» Work order
Among the entries below, find how many lines carry the word "tracing" and state only that figure.

[Stored items]
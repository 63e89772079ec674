use super::js_error;

/// Native `window.confirm`. A missing window or a thrown error counts as "no".
pub fn confirm(message: &str) -> bool {
    let Some(window) = web_sys::window() else {
        return false;
    };
    match window.confirm_with_message(message) {
        Ok(answer) => answer,
        Err(e) => {
            tracing::warn!("confirm dialog failed: {}", js_error(e));
            false
        }
    }
}

/// Native `window.alert`
pub fn alert(message: &str) {
    if let Some(window) = web_sys::window() {
        if let Err(e) = window.alert_with_message(message) {
            tracing::warn!("alert dialog failed: {}", js_error(e));
        }
    }
}
//! Emergency Button Component
//!
//! Header "Emergency" action. Asks for confirmation, then hands the call to
//! the `EmergencyDispatcher` and shows its acknowledgement.

use leptos::prelude::*;
use leptos::task::spawn_local;

use crate::browser;
use crate::context::use_app_context;
use crate::services::{EmergencyOrigin, EmergencyRequest};

pub const HEADER_CONFIRM_TEXT: &str =
    "This would call emergency services. This is a demo - no actual call will be made.";

#[component]
pub fn EmergencyButton() -> impl IntoView {
    let ctx = use_app_context();
    let dispatcher = ctx.services.dispatcher.clone();
    let toaster = ctx.toaster;

    let on_click = move |_| {
        if !browser::confirm(HEADER_CONFIRM_TEXT) {
            tracing::info!("emergency call cancelled");
            return;
        }
        let dispatcher = dispatcher.clone();
        spawn_local(async move {
            let request = EmergencyRequest {
                origin: EmergencyOrigin::Header,
                hazard_type: None,
                location: None,
            };
            match dispatcher.dispatch(&request).await {
                Ok(ack) => browser::alert(&ack.message),
                Err(e) => {
                    tracing::error!("emergency dispatch failed: {}", e);
                    toaster.error("Emergency call failed", e.to_string());
                }
            }
        });
    };

    view! {
        <button class="btn btn-emergency btn-sm emergency-pulse" on:click=on_click>
            <span class="icon">"📞"</span>
            "Emergency"
        </button>
    }
}
//! Tab Bar Component
//!
//! Row of buttons switching between the sections of a page.

use leptos::prelude::*;

/// Tabs are `(value, label)` pairs
#[component]
pub fn TabBar(
    tabs: &'static [(&'static str, &'static str)],
    active: ReadSignal<&'static str>,
    on_change: impl Fn(&'static str) + Copy + 'static,
) -> impl IntoView {
    view! {
        <div class="tab-bar" role="tablist">
            {tabs.iter().map(|(value, label)| {
                let value = *value;
                let is_active = move || active.get() == value;
                view! {
                    <button
                        role="tab"
                        class=move || if is_active() { "tab active" } else { "tab" }
                        on:click=move |_| on_change(value)
                    >
                        {*label}
                    </button>
                }
            }).collect_view()}
        </div>
    }
}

» Output
4